足元に可憐な野イチゴを見つけてしゃがみ込む。
エリカは何粒か実を摘むとハンカチに包んで大切にポシェットへ入れた。


Ψ

ポシェットの仕切りからは先程手折った花が一輪覗いている。
薄紫の萼に白い小花が集まって咲いた花。
華美な花ではないが、日陰にしんと佇む様が不思議とエリカの心を捉えたのだ。

ルイ・д・リっ∴ (見たことのないお花だけど、これもハーブなのかな?)

ルイ・ν・リヾ (後で庭師さんとコックさんに聞こう…)

さらなる種類の花を求め、エリカは庭の深くへ足を運んだ。

しばらく進むと庭木が途切れ視界が大きく開ける。

ルイ・д・リ

そこには墓地が広がっていた。
長らく風雨に晒された墓石は苔蒸し、遺跡のように静謐な気を纏う。
屹立する墓標の群れを前に、エリカの胸にも粛然とした想いが迫った。
故人の眠りを妨げぬようエリカはそっと口を噤んだ。

ルイ・х・リ (……)

ルイ゜х゜リ!(…あれ?あれは…)

並んだ墓石に違和感を覚え目を凝らす。
一つの墓石の影だけが周囲より濃い――。
薄墨に黒炭が滲むように、本来の陰りの色を侵蝕する何かがそこに在る。

┌―┐
│╋│
┴┸┴┐●

√ト~ ̄~フ
∞ノ ハ ハリ
ルイ・х・リ
oゞ∞ヾo
.~u―○~ テクテク…

エリカが歩み寄ると一対の耳が影から突き出た。

∧_∧
(ΦwΦ)

やはり件の影だ。
真昼の陽光を嫌ってか、墓石を日避けに猫のように蹲っている。

ルイ・ν・リ 「……」

ルイ・∀・リ 「……ここに座ってもいい?」

エリカは影を驚かさぬように気を払い、やや距離を置いた芝生の上に腰を下ろした。

ルイ*・ν・リ ジーッ (ΦwΦ)

エリカと影はしばし無言で見つめ合った。
朝方は脱兎の勢いで消えた影だが、大人しいエリカの様子に警戒を解いたようだ。
紅い双眸をゆるゆると細め、物珍しそうにエリカを観察しだした。

ルイ*‐ν‐リ ムー… (‐w‐)

ルイ*・ν・リ パチッ (ΦwΦ)

ルイ*‐ν‐リ ムー… (‐w‐)

――お友達になれるかもしれない。
そんな淡い期待がエリカの胸を高鳴らせた。

ルイ*‐ν‐リ ムー…フフフ

ルイ*・∀・リっヾ「…そうだ、野イチゴがあるよ。
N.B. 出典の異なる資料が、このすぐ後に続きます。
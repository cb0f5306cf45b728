use dotenv::dotenv;
use std::env;
use std::time::Duration;

const BIND_HOST: &str = "BIND_HOST";
const BIND_PORT: &str = "BIND_PORT";
const DATABASE_URL: &str = "DATABASE_URL";
const FINALIZATION_TIMER_SECS: &str = "FINALIZATION_TIMER_SECS";
const SUBSCRIBER_IDLE_TIMEOUT_SECS: &str = "SUBSCRIBER_IDLE_TIMEOUT_SECS";

const DEFAULT_BIND_HOST: &str = "127.0.0.1";
const DEFAULT_BIND_PORT: u16 = 8080;
const DEFAULT_FINALIZATION_TIMER_SECS: u64 = 30;
const DEFAULT_SUBSCRIBER_IDLE_TIMEOUT_SECS: u64 = 60;

#[derive(Clone)]
pub struct Config {
    pub bind_host: String,
    pub bind_port: u16,
    /// `None` means run against the in-memory reference store.
    pub database_url: Option<String>,
    pub finalization_timer: Duration,
    pub subscriber_idle_timeout: Duration,
}

impl Config {
    pub fn from_env() -> Config {
        // Load .env file, if present, for local development.
        dotenv().ok();

        let bind_host = env::var(BIND_HOST).unwrap_or_else(|_| DEFAULT_BIND_HOST.to_string());
        let bind_port = env::var(BIND_PORT)
            .ok()
            .map(|v| {
                v.parse::<u16>()
                    .unwrap_or_else(|_| panic!("failed to parse {BIND_PORT}: {v}"))
            })
            .unwrap_or(DEFAULT_BIND_PORT);
        let database_url = env::var(DATABASE_URL).ok();
        let finalization_timer = env::var(FINALIZATION_TIMER_SECS)
            .ok()
            .map(|v| {
                v.parse::<u64>()
                    .unwrap_or_else(|_| panic!("failed to parse {FINALIZATION_TIMER_SECS}: {v}"))
            })
            .unwrap_or(DEFAULT_FINALIZATION_TIMER_SECS);
        let subscriber_idle_timeout = env::var(SUBSCRIBER_IDLE_TIMEOUT_SECS)
            .ok()
            .map(|v| {
                v.parse::<u64>().unwrap_or_else(|_| {
                    panic!("failed to parse {SUBSCRIBER_IDLE_TIMEOUT_SECS}: {v}")
                })
            })
            .unwrap_or(DEFAULT_SUBSCRIBER_IDLE_TIMEOUT_SECS);

        Config {
            bind_host,
            bind_port,
            database_url,
            finalization_timer: Duration::from_secs(finalization_timer),
            subscriber_idle_timeout: Duration::from_secs(subscriber_idle_timeout),
        }
    }
}
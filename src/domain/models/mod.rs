pub mod order;

pub use order::{Order, OrderEvent, OrderStatus};
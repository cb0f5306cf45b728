//--------------------------------------------------------------------------------------------------
// STRUCTS
//--------------------------------------------------------------------------------------------------
// | Name                | Description                                             | Key Methods    |
// |---------------------|---------------------------------------------------------|----------------|
// | PostgresStorage      | Production store backed by `sqlx::PgPool`                | begin          |
// | PostgresTransaction  | A real BEGIN/COMMIT/ROLLBACK scope, advisory-locked      | commit         |
//--------------------------------------------------------------------------------------------------
//
// Schema (logical, per spec.md §6):
//   order_events(event_id PK, order_id, user_id, order_status, is_final,
//                 updated_at, created_at, is_in_order), index on order_id.
//   orders(order_id PK, user_id, order_status, is_final, updated_at, created_at).
//
// The advisory lock convention (FNV-1a hash of order_id fed to
// pg_advisory_xact_lock) is carried over verbatim from the Go reference
// implementation this spec was distilled from.

use std::hash::Hasher;

use async_trait::async_trait;
use sqlx::{PgPool, Postgres, Row, Transaction};

use crate::domain::models::{Order, OrderEvent, OrderStatus};

use super::error::StorageError;
use super::traits::{Storage, StorageTransaction};

fn fnv1a_32(s: &str) -> i32 {
    struct Fnv1a32(u32);
    impl Hasher for Fnv1a32 {
        fn finish(&self) -> u64 {
            self.0 as u64
        }
        fn write(&mut self, bytes: &[u8]) {
            for &b in bytes {
                self.0 ^= b as u32;
                self.0 = self.0.wrapping_mul(0x0100_0193);
            }
        }
    }
    let mut hasher = Fnv1a32(0x811c_9dc5);
    hasher.write(s.as_bytes());
    hasher.0 as i32
}

fn status_to_db(status: OrderStatus) -> &'static str {
    use OrderStatus::*;
    match status {
        Initial => "initial",
        CoolOrderCreated => "cool_order_created",
        SbuVerificationPending => "sbu_verification_pending",
        ConfirmedByMayor => "confirmed_by_mayor",
        ChangedMyMind => "changed_my_mind",
        Failed => "failed",
        Chinazes => "chinazes",
        GiveMyMoneyBack => "give_my_money_back",
    }
}

fn status_from_db(s: &str) -> Result<OrderStatus, StorageError> {
    use OrderStatus::*;
    Ok(match s {
        "initial" => Initial,
        "cool_order_created" => CoolOrderCreated,
        "sbu_verification_pending" => SbuVerificationPending,
        "confirmed_by_mayor" => ConfirmedByMayor,
        "changed_my_mind" => ChangedMyMind,
        "failed" => Failed,
        "chinazes" => Chinazes,
        "give_my_money_back" => GiveMyMoneyBack,
        other => return Err(StorageError::Query(format!("unknown order_status: {other}"))),
    })
}

fn event_from_row(row: &sqlx::postgres::PgRow) -> Result<OrderEvent, StorageError> {
    Ok(OrderEvent {
        event_id: row.try_get("event_id")?,
        order_id: row.try_get("order_id")?,
        user_id: row.try_get("user_id")?,
        order_status: status_from_db(row.try_get::<String, _>("order_status")?.as_str())?,
        is_final: row.try_get("is_final")?,
        updated_at: row.try_get("updated_at")?,
        created_at: row.try_get("created_at")?,
        in_order: row.try_get("is_in_order")?,
    })
}

/// Production storage backend.
pub struct PostgresStorage {
    pool: PgPool,
}

impl PostgresStorage {
    pub fn new(pool: PgPool) -> Self {
        Self { pool }
    }
}

#[async_trait]
impl Storage for PostgresStorage {
    async fn begin(&self) -> Result<Box<dyn StorageTransaction>, StorageError> {
        let tx = self.pool.begin().await?;
        Ok(Box::new(PostgresTransaction { tx: Some(tx) }))
    }

    async fn get_orders(&self) -> Result<Vec<Order>, StorageError> {
        let rows = sqlx::query(
            "SELECT order_id, user_id, order_status, is_final, updated_at, created_at FROM orders",
        )
        .fetch_all(&self.pool)
        .await?;

        rows.iter()
            .map(|row| {
                Ok(Order {
                    order_id: row.try_get("order_id")?,
                    user_id: row.try_get("user_id")?,
                    order_status: status_from_db(row.try_get::<String, _>("order_status")?.as_str())?,
                    is_final: row.try_get("is_final")?,
                    updated_at: row.try_get("updated_at")?,
                    created_at: row.try_get("created_at")?,
                })
            })
            .collect()
    }
}

pub struct PostgresTransaction {
    tx: Option<Transaction<'static, Postgres>>,
}

impl PostgresTransaction {
    fn conn(&mut self) -> &mut Transaction<'static, Postgres> {
        self.tx.as_mut().expect("transaction already consumed")
    }
}

#[async_trait]
impl StorageTransaction for PostgresTransaction {
    async fn acquire_lock(&mut self, order_id: &str) -> Result<(), StorageError> {
        let key = fnv1a_32(order_id);
        sqlx::query("SELECT pg_advisory_xact_lock($1)")
            .bind(key)
            .execute(self.conn())
            .await
            .map_err(|e| StorageError::Lock(e.to_string()))?;
        Ok(())
    }

    async fn exists_event(&mut self, event_id: &str) -> Result<bool, StorageError> {
        let row = sqlx::query("SELECT EXISTS(SELECT 1 FROM order_events WHERE event_id = $1)")
            .bind(event_id)
            .fetch_one(self.conn())
            .await?;
        Ok(row.try_get(0)?)
    }

    async fn exists_final_in_order(&mut self, order_id: &str) -> Result<bool, StorageError> {
        let row = sqlx::query(
            "SELECT EXISTS(SELECT 1 FROM order_events WHERE order_id = $1 AND is_final = TRUE AND is_in_order = TRUE)",
        )
        .bind(order_id)
        .fetch_one(self.conn())
        .await?;
        Ok(row.try_get(0)?)
    }

    async fn exists_event_with_status(
        &mut self,
        order_id: &str,
        status: OrderStatus,
    ) -> Result<bool, StorageError> {
        let row = sqlx::query(
            "SELECT EXISTS(SELECT 1 FROM order_events WHERE order_id = $1 AND order_status = $2)",
        )
        .bind(order_id)
        .bind(status_to_db(status))
        .fetch_one(self.conn())
        .await?;
        Ok(row.try_get(0)?)
    }

    async fn get_events(&mut self, order_id: &str) -> Result<Vec<OrderEvent>, StorageError> {
        let rows = sqlx::query(
            "SELECT event_id, order_id, user_id, order_status, is_final, updated_at, created_at, is_in_order \
             FROM order_events WHERE order_id = $1",
        )
        .bind(order_id)
        .fetch_all(self.conn())
        .await?;

        rows.iter().map(event_from_row).collect()
    }

    async fn upsert_events(&mut self, events: &[OrderEvent]) -> Result<(), StorageError> {
        for event in events {
            sqlx::query(
                "INSERT INTO order_events \
                 (event_id, order_id, user_id, order_status, is_final, updated_at, created_at, is_in_order) \
                 VALUES ($1, $2, $3, $4, $5, $6, $7, $8) \
                 ON CONFLICT (event_id) DO UPDATE SET is_in_order = EXCLUDED.is_in_order",
            )
            .bind(&event.event_id)
            .bind(&event.order_id)
            .bind(&event.user_id)
            .bind(status_to_db(event.order_status))
            .bind(event.is_final)
            .bind(event.updated_at)
            .bind(event.created_at)
            .bind(event.in_order)
            .execute(self.conn())
            .await?;
        }
        Ok(())
    }

    async fn update_event_final(&mut self, event_id: &str) -> Result<(), StorageError> {
        sqlx::query("UPDATE order_events SET is_final = TRUE WHERE event_id = $1")
            .bind(event_id)
            .execute(self.conn())
            .await?;
        Ok(())
    }

    async fn upsert_order(&mut self, order: Order) -> Result<(), StorageError> {
        sqlx::query(
            "INSERT INTO orders (order_id, user_id, order_status, is_final, updated_at, created_at) \
             VALUES ($1, $2, $3, $4, $5, $6) \
             ON CONFLICT (order_id) DO UPDATE SET \
             order_status = EXCLUDED.order_status, is_final = EXCLUDED.is_final, \
             updated_at = EXCLUDED.updated_at, created_at = EXCLUDED.created_at",
        )
        .bind(&order.order_id)
        .bind(&order.user_id)
        .bind(status_to_db(order.order_status))
        .bind(order.is_final)
        .bind(order.updated_at)
        .bind(order.created_at)
        .execute(self.conn())
        .await?;
        Ok(())
    }

    async fn commit(mut self: Box<Self>) -> Result<(), StorageError> {
        let tx = self.tx.take().expect("transaction already consumed");
        tx.commit().await.map_err(|e| StorageError::Transaction(e.to_string()))
    }
}
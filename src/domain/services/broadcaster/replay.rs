//--------------------------------------------------------------------------------------------------
// STRUCTS
//--------------------------------------------------------------------------------------------------
// | Name           | Description                                                    | Key Methods |
// |----------------|----------------------------------------------------------------|-------------|
// | ReplayProducer  | Backfills a newly-registered sink with an order's in-order history | on_registration (via RegistrationListener) |
//--------------------------------------------------------------------------------------------------

use std::sync::Arc;

use tracing::{instrument, warn};

use crate::domain::services::storage::{Storage, StorageTransaction};

use super::broadcaster::{Broadcaster, RegistrationListener};

/// Loads an order's persisted in-order history and replays it to every
/// current subscriber whenever a new one registers (spec.md §4.5).
///
/// Holds an `Arc<Broadcaster>` to call `emit`/`unregister`; the broadcaster
/// holds this (as `Arc<dyn RegistrationListener>`) to call back into it. The
/// two are wired together after both exist — see the binary's startup
/// sequence — so neither side owns a mutable reference to the other (spec.md
/// §9 redesign flag).
pub struct ReplayProducer {
    storage: Arc<dyn Storage>,
    broadcaster: Arc<Broadcaster>,
}

impl ReplayProducer {
    pub fn new(storage: Arc<dyn Storage>, broadcaster: Arc<Broadcaster>) -> Arc<Self> {
        Arc::new(Self { storage, broadcaster })
    }
}

impl RegistrationListener for ReplayProducer {
    fn on_registration(&self, order_id: String, sink_id: u64) {
        let storage = self.storage.clone();
        let broadcaster = self.broadcaster.clone();
        tokio::spawn(async move {
            if let Err(err) = replay(&*storage, &broadcaster, &order_id).await {
                warn!(%order_id, %err, "replay failed, closing subscriber");
                broadcaster.unregister(&order_id, sink_id);
            }
        });
    }
}

/// Runs inside the same per-order locking discipline as ingest, so a
/// subscriber that registers while ingest is mutating the order has its
/// replay ordered relative to that commit rather than racing it.
#[instrument(skip(storage, broadcaster))]
async fn replay(
    storage: &dyn Storage,
    broadcaster: &Broadcaster,
    order_id: &str,
) -> Result<(), crate::domain::services::storage::StorageError> {
    let mut tx = storage.begin().await?;
    tx.acquire_lock(order_id).await?;

    let mut events = tx.get_events(order_id).await?;
    events.retain(|e| e.in_order);
    events.sort_by(|a, b| a.updated_at.cmp(&b.updated_at));

    for event in events {
        broadcaster.emit(event).await;
    }

    tx.commit().await?;
    Ok(())
}
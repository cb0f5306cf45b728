//--------------------------------------------------------------------------------------------------
// ENUMS & STRUCTS
//--------------------------------------------------------------------------------------------------
// | Name            | Description                                          | Key Methods        |
// |-----------------|------------------------------------------------------|--------------------|
// | OrderStatus     | A node in the order lifecycle state machine           | is_terminal, transitions_from |
// | OrderEvent      | A single webhook-delivered fact about an order        | order_snapshot     |
// | Order           | The most recent in-order snapshot for an order        | from_event         |
//--------------------------------------------------------------------------------------------------

use chrono::{DateTime, Utc};
use serde::{Deserialize, Serialize};

/// A node in the order lifecycle state machine.
///
/// `Initial` is a synthetic root: it is never carried by an [`OrderEvent`] and
/// exists only as the starting point `reconcile` walks forward from.
#[derive(Debug, Clone, Copy, PartialEq, Eq, Hash, Serialize, Deserialize)]
#[serde(rename_all = "snake_case")]
pub enum OrderStatus {
    Initial,
    CoolOrderCreated,
    SbuVerificationPending,
    ConfirmedByMayor,
    ChangedMyMind,
    Failed,
    Chinazes,
    GiveMyMoneyBack,
}

impl OrderStatus {
    /// Statuses reachable in one hop from `self`, per the lifecycle graph in
    /// spec.md §4.2. A status with no entry here is terminal.
    pub fn transitions_from(self) -> &'static [OrderStatus] {
        use OrderStatus::*;
        match self {
            Initial => &[CoolOrderCreated],
            CoolOrderCreated => &[SbuVerificationPending, ChangedMyMind, Failed],
            SbuVerificationPending => &[ConfirmedByMayor, ChangedMyMind, Failed],
            ConfirmedByMayor => &[Chinazes, ChangedMyMind, Failed],
            Chinazes => &[GiveMyMoneyBack],
            ChangedMyMind | Failed | GiveMyMoneyBack => &[],
        }
    }

    /// Whether admission of this status in order forbids further admissions
    /// for the order. `Chinazes` is conditionally terminal: it becomes final
    /// only via the delayed-finalization timer (§4.2), so it reports `false`
    /// here and the reconciler sets `is_final` separately when arming the
    /// event.
    pub fn is_terminal(self) -> bool {
        matches!(
            self,
            OrderStatus::ChangedMyMind | OrderStatus::Failed | OrderStatus::GiveMyMoneyBack
        )
    }
}

/// A single webhook-delivered fact about an order's lifecycle.
///
/// `in_order` and `is_final` are server-internal: they are set by the
/// reconciler, never by the webhook payload, and are omitted from the
/// deserialized wire request (see `api::dto::IngestRequest`).
#[derive(Debug, Clone, PartialEq, Serialize, Deserialize)]
pub struct OrderEvent {
    pub event_id: String,
    pub order_id: String,
    pub user_id: String,
    pub order_status: OrderStatus,
    pub updated_at: DateTime<Utc>,
    pub created_at: DateTime<Utc>,
    #[serde(default)]
    pub in_order: bool,
    #[serde(default)]
    pub is_final: bool,
}

impl OrderEvent {
    /// Projects this event onto the order fields, as described by the
    /// invariant "the Order row equals the last event of the in-order prefix
    /// projected to order fields" (spec.md §3).
    pub fn order_snapshot(&self) -> Order {
        Order {
            order_id: self.order_id.clone(),
            user_id: self.user_id.clone(),
            order_status: self.order_status,
            is_final: self.is_final,
            created_at: self.created_at,
            updated_at: self.updated_at,
        }
    }
}

/// The most recent in-order snapshot for an order. Derived, uniquely keyed by
/// `order_id`.
#[derive(Debug, Clone, PartialEq, Serialize, Deserialize)]
pub struct Order {
    pub order_id: String,
    pub user_id: String,
    pub order_status: OrderStatus,
    pub is_final: bool,
    pub created_at: DateTime<Utc>,
    pub updated_at: DateTime<Utc>,
}
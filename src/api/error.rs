//--------------------------------------------------------------------------------------------------
// ENUMS
//--------------------------------------------------------------------------------------------------
// | Name            | Description                                      | Key Methods         |
// |-----------------|--------------------------------------------------|---------------------|
// | ApiError        | HTTP-facing outcome of a request (spec.md §7)    | into_response       |
//--------------------------------------------------------------------------------------------------

use axum::{
    http::StatusCode,
    response::{IntoResponse, Response},
    Json,
};
use serde_json::json;
use thiserror::Error;

use crate::domain::services::ingest::IngestError;
use crate::domain::services::storage::StorageError;

/// Type alias for Result with ApiError
pub type ApiResult<T> = Result<T, ApiError>;

/// Error kinds from spec.md §7, taxonomic rather than free-form strings.
#[derive(Error, Debug, Clone)]
pub enum ApiError {
    #[error("validation failed: {0}")]
    Validation(String),

    #[error("duplicate event_id")]
    Duplicate,

    #[error("order already finalized")]
    Finalized,

    #[error("storage error: {0}")]
    Storage(String),
}

impl IntoResponse for ApiError {
    fn into_response(self) -> Response {
        let (status, kind, message) = match &self {
            Self::Validation(msg) => (StatusCode::BAD_REQUEST, "validation", msg.clone()),
            Self::Duplicate => (StatusCode::CONFLICT, "duplicate", self.to_string()),
            Self::Finalized => (StatusCode::GONE, "finalized", self.to_string()),
            Self::Storage(msg) => (StatusCode::INTERNAL_SERVER_ERROR, "storage", msg.clone()),
        };

        let body = Json(json!({
            "error": {
                "kind": kind,
                "message": message,
            }
        }));

        (status, body).into_response()
    }
}

impl From<IngestError> for ApiError {
    fn from(err: IngestError) -> Self {
        match err {
            IngestError::Duplicate { .. } => Self::Duplicate,
            IngestError::Finalized { .. } => Self::Finalized,
            IngestError::InvalidSequence(e) => Self::Validation(e.to_string()),
            IngestError::Storage(e) => Self::Storage(e.to_string()),
        }
    }
}

impl From<StorageError> for ApiError {
    fn from(err: StorageError) -> Self {
        Self::Storage(err.to_string())
    }
}
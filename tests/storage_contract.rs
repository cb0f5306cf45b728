//--------------------------------------------------------------------------------------------------
// TEST MODULE OVERVIEW
//--------------------------------------------------------------------------------------------------
// Storage-contract tests (SPEC_FULL.md §8 supplement): the same assertions
// run against every `Storage` implementation, so the in-memory reference
// store and the Postgres-backed store are held to identical invariants.
// The Postgres pass only runs when `DATABASE_URL` is set; CI without a
// database still exercises the contract against the in-memory store.
//--------------------------------------------------------------------------------------------------

use std::sync::Arc;

use chrono::Utc;

use order_event_service::domain::models::{OrderEvent, OrderStatus};
use order_event_service::domain::services::storage::{
    InMemoryStorage, PostgresStorage, Storage, StorageTransaction,
};

fn event(event_id: &str, order_id: &str) -> OrderEvent {
    let now = Utc::now();
    OrderEvent {
        event_id: event_id.to_string(),
        order_id: order_id.to_string(),
        user_id: "user-1".to_string(),
        order_status: OrderStatus::CoolOrderCreated,
        updated_at: now,
        created_at: now,
        in_order: true,
        is_final: false,
    }
}

/// Exercises idempotent upsert, the existence checks, and order-snapshot
/// persistence against any `Storage` implementation.
async fn assert_contract(storage: Arc<dyn Storage>, order_id: &str) {
    let event_id = format!("{order_id}-e0");
    let mut tx = storage.begin().await.unwrap();
    tx.acquire_lock(order_id).await.unwrap();
    assert!(!tx.exists_event(&event_id).await.unwrap());

    let ev = event(&event_id, order_id);
    tx.upsert_events(&[ev.clone()]).await.unwrap();
    tx.upsert_order(ev.order_snapshot()).await.unwrap();
    tx.commit().await.unwrap();

    let mut tx2 = storage.begin().await.unwrap();
    tx2.acquire_lock(order_id).await.unwrap();
    assert!(tx2.exists_event(&event_id).await.unwrap());
    assert!(tx2
        .exists_event_with_status(order_id, OrderStatus::CoolOrderCreated)
        .await
        .unwrap());
    assert!(!tx2.exists_final_in_order(order_id).await.unwrap());

    let persisted = tx2.get_events(order_id).await.unwrap();
    assert_eq!(persisted.len(), 1);
    assert_eq!(persisted[0].event_id, event_id);
    tx2.commit().await.unwrap();

    let orders = storage.get_orders().await.unwrap();
    assert!(orders.iter().any(|o| o.order_id == order_id));
}

#[tokio::test]
async fn in_memory_storage_satisfies_the_contract() {
    let storage: Arc<dyn Storage> = Arc::new(InMemoryStorage::new());
    assert_contract(storage, "contract-order-memory").await;
}

#[tokio::test]
async fn postgres_storage_satisfies_the_contract() {
    let Ok(url) = std::env::var("DATABASE_URL") else {
        eprintln!("DATABASE_URL not set, skipping postgres storage contract test");
        return;
    };
    let pool = sqlx::postgres::PgPoolOptions::new()
        .max_connections(5)
        .connect(&url)
        .await
        .expect("failed to connect to DATABASE_URL");
    let storage: Arc<dyn Storage> = Arc::new(PostgresStorage::new(pool));
    assert_contract(storage, "contract-order-postgres").await;
}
食べる?」

芝生にハンカチを広げると小さな果実がこぼれ出る。
エリカは手本を示すように実を一粒摘んで見せた。

ルイ・к・リ=uおいしいよ」

すると、イチゴを食む甘い香りに誘われたのか影が身を乗り出した。

;(ΦwΦ)〜〜○; ニューッ

闇の塊から糸を縒るようにゆるゆると繊手を生やす。
しかし手は、野イチゴを素通りし向かいに座るエリカへと伸びた。

(ΦwΦ)〜〜〜○)`ω・リ ポヨポヨ

晩秋の風を思わせる冷えた手がエリカの頬を撫で擦る。
頬のふっくらとした肉付きを吟味すると、満足したように引いていった。

ルイ・∀・リ 「…なぁに?遊びたいの?――」

∧_∧
(ΦwΦ)。 ジュル…

  グ
  ワ
  ッ
,∧_∧
γΦiWiΦヽ
┃ |m| ┃
ヽ_ ̄_ノ

ルイ゜◇゜リ

エリカの眼前を牙と舌とが覆う。
次の瞬間、エリカは途方もない闇の中に放り込まれた。

∧_∧
(ΦкΦ) パク



( ^c_^  )〜♪「今日のお昼は燻製ベーコンとレタスのサンドイッチ、コーンスープ…」

( ^c_^  ) 「おおい、下ごしらえが終わったよ。火を入れちゃっていいかい?」

ζソ 'о'レ 「待って。お嬢様がお戻りになってないみたい」

厨房から聞こえる会話を背に、執事はスーツの内から懐中時計を取り出して見た。
正午はとうに回っている。

(:○_ゝ-) (お昼には戻るとおっしゃっていましたが…どうされたのでしょう)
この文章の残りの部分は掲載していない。